Le document indique que le diamètre moyen de ces nanotubes se situe entre 0.6 nanomètre (un nanomètre est un milliardième de mètre). La limite théorique - un état dans lequel un système est exempt de défauts - est de 0.4 nanomètre.

«Pratiquement, il n'est pas facile de synthétiser un matériau sans défaut ou proche de son standard théorique. Parce qu'il y aura toujours des fluctuations locales de pression, de température, de concentration, etc. impliquées dans tout processus de synthèse, » Expliqua Mohan. «Le diamètre des nanotubes de carbone trouvés dans les revêtements Keeladi, avec une fermeture de diamètre à la limite théorique, valide le contrôle précis du processus de fabrication et la preuve de maîtrise de cet art.» C'est peut-être pour cette raison que les nanostructures ont survécu pendant deux millénaires et demi.
«Ce qui rend la poterie Keeladi unique, c'est que le revêtement a conservé sa stabilité de surface et sa douceur, surpassant l'usure liée au temps». dit Mohan. Il est possible que des matériaux à base de plantes aient été utilisés qui, lorsqu'ils ont été soumis à un processus de cuisson pour la fabrication de poterie, ont atteint des températures qui ont conduit à la formation de nanotubes. «Mais le processus exact de fabrication et de revêtement reste à comprendre.»
Les nanostructures de carbone possèdent une résistance élevée et un faible poids, et sont de bons conducteurs de chaleur et d'électricité.
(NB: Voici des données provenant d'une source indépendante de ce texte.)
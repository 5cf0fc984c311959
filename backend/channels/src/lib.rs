use async_trait::async_trait;

pub mod telegram;
pub mod telegram_commands;
pub mod telegram_media;

pub use telegram::TelegramAdapter;
pub use telegram_commands::bot_commands;
pub use telegram_media::{TelegramFetcher, photo_variants, sender_profile};

/// All channel adapters implement this trait.
#[async_trait]
pub trait ChannelAdapter: Send + Sync {
    /// Human-readable adapter name for logging.
    fn name(&self) -> &str;

    /// Run the adapter's event loop until shutdown.
    async fn start(&self) -> anyhow::Result<()>;
}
Ils sont actuellement explorés pour une utilisation dans des dispositifs électroniques, des capteurs, des transistors, des batteries et des équipements médicaux, parmi plusieurs autres applications. Dans les éclats de poterie de Keeladi, le revêtement noir était à l'intérieur. Cela ouvre la possibilité que, bien que la colonie sache comment les synthétiser, elle n'en a peut-être pas été consciente.
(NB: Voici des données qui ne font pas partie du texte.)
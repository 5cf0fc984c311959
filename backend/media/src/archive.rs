//! Flat-file archive of recognized photos.
//!
//! Each record is a pair of files sharing an `<identity>_<timestamp>` prefix:
//! the original photo and the recognized text. Both files are written to a
//! temp name and renamed into place, and a failed text write removes the
//! photo, so a record is either complete or absent.
//!
//! Records are written one at a time. When a prefix is already taken (the
//! same sender twice within one second) the timestamp gets a `_2`, `_3`, ...
//! suffix instead of overwriting the earlier pair.

use std::path::{Path, PathBuf};

use anyhow::{Context, Result};
use chrono::{Local, NaiveDateTime};
use ocrbot_core::SenderIdentity;
use serde::Serialize;
use tokio::fs;
use tokio::sync::Mutex;
use tracing::{debug, info, warn};
use uuid::Uuid;

use crate::mime_detect::detect_image_extension;

/// Second-granularity timestamp embedded in record names.
pub const TIMESTAMP_FORMAT: &str = "%Y-%m-%d_%H-%M-%S";

/// Paths of one archived photo/text pair.
#[derive(Debug, Clone, PartialEq, Eq, Serialize)]
pub struct ArchiveRecord {
    pub photo_path: PathBuf,
    pub text_path: PathBuf,
}

pub struct ArchiveWriter {
    dir: PathBuf,
    write_lock: Mutex<()>,
}

impl ArchiveWriter {
    pub fn new(dir: impl Into<PathBuf>) -> Self {
        Self {
            dir: dir.into(),
            write_lock: Mutex::new(()),
        }
    }

    pub fn dir(&self) -> &Path {
        &self.dir
    }

    /// Compute the record paths for an identity, a formatted timestamp, and a photo extension.
    pub fn record_paths(&self, identity: &SenderIdentity, timestamp: &str, ext: &str) -> ArchiveRecord {
        let prefix = format!("{identity}_{timestamp}");
        ArchiveRecord {
            photo_path: self.dir.join(format!("{prefix}_photo.{ext}")),
            text_path: self.dir.join(format!("{prefix}_text.txt")),
        }
    }

    /// First record for `timestamp` whose files do not exist yet.
    async fn free_record_paths(
        &self,
        identity: &SenderIdentity,
        timestamp: &str,
        ext: &str,
    ) -> ArchiveRecord {
        let mut record = self.record_paths(identity, timestamp, ext);
        let mut n = 1;
        while is_file(&record.photo_path).await || is_file(&record.text_path).await {
            n += 1;
            record = self.record_paths(identity, &format!("{timestamp}_{n}"), ext);
        }
        if n > 1 {
            warn!(identity = %identity, timestamp, suffix = n, "Archive prefix already taken");
        }
        record
    }

    /// Create the archive directory if it does not exist yet.
    pub async fn ensure_dir(&self) -> Result<()> {
        fs::create_dir_all(&self.dir)
            .await
            .with_context(|| format!("Failed to create archive directory: {}", self.dir.display()))
    }

    /// Check that the archive directory can be created and written to.
    pub async fn check_writable(&self) -> Result<()> {
        self.ensure_dir().await?;
        let marker = self.dir.join(".ocrbot-write-check");
        fs::write(&marker, b"ok")
            .await
            .with_context(|| format!("Archive directory is not writable: {}", self.dir.display()))?;
        fs::remove_file(&marker).await.ok();
        Ok(())
    }

    /// Archive a photo and its recognized text, stamped with the current local time.
    pub async fn archive(
        &self,
        identity: &SenderIdentity,
        payload: &[u8],
        text: &str,
    ) -> Result<ArchiveRecord> {
        self.archive_at(identity, Local::now().naive_local(), payload, text).await
    }

    /// Archive a photo and its recognized text under an explicit timestamp.
    pub async fn archive_at(
        &self,
        identity: &SenderIdentity,
        at: NaiveDateTime,
        payload: &[u8],
        text: &str,
    ) -> Result<ArchiveRecord> {
        self.ensure_dir().await?;

        let timestamp = at.format(TIMESTAMP_FORMAT).to_string();
        let ext = detect_image_extension(payload);

        let _guard = self.write_lock.lock().await;
        let record = self.free_record_paths(identity, &timestamp, ext).await;

        write_atomic(&record.photo_path, payload).await?;
        if let Err(e) = write_atomic(&record.text_path, text.as_bytes()).await {
            if let Err(cleanup) = fs::remove_file(&record.photo_path).await {
                warn!(path = %record.photo_path.display(), error = %cleanup, "Failed to remove orphaned photo");
            }
            return Err(e);
        }

        info!(
            identity = %identity,
            photo = %record.photo_path.display(),
            text = %record.text_path.display(),
            bytes = payload.len(),
            "Archived OCR result"
        );
        Ok(record)
    }
}

async fn is_file(path: &Path) -> bool {
    fs::metadata(path).await.map(|m| m.is_file()).unwrap_or(false)
}

/// Write to a uniquely named `<path>.<uuid>.tmp`, then rename over `path`.
async fn write_atomic(path: &Path, bytes: &[u8]) -> Result<()> {
    let mut tmp_name = path.as_os_str().to_owned();
    tmp_name.push(format!(".{}.tmp", Uuid::new_v4().simple()));
    let tmp_path = PathBuf::from(tmp_name);

    debug!(path = %tmp_path.display(), bytes = bytes.len(), "Writing archive file");
    if let Err(e) = fs::write(&tmp_path, bytes).await {
        fs::remove_file(&tmp_path).await.ok();
        return Err(e).with_context(|| format!("Failed to write {}", tmp_path.display()));
    }

    if let Err(e) = fs::rename(&tmp_path, path).await {
        fs::remove_file(&tmp_path).await.ok();
        return Err(e)
            .with_context(|| format!("Failed to move archive file into place: {}", path.display()));
    }
    Ok(())
}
«Si ces poteries étaient utilisées pour la préparation comestible, alors la civilisation antique aurait pu être consciente de la nature cytotoxique (compatibilité humaine) des nanotubes de carbone» dit le journal. «C'est le reflet de la question, 'étaient-ils conscients de la toxicité?'. Parce que, jusqu'à présent, la nature toxique des nanotubes de carbone n'est pas bien connue », dit Mohan.
«Les politiques nationales actuelles ne donnent pas facilement l'autorisation légale d'utiliser un matériau à des fins domestiques et comestibles si sa compatibilité humaine n'est pas clairement définie.» Donc, a-t-il ajouté, la prochaine chose à faire serait de comprendre le but de ce revêtement. «Nous pourrions finir par connaître quelque chose de grand sur cette ancienne civilisation.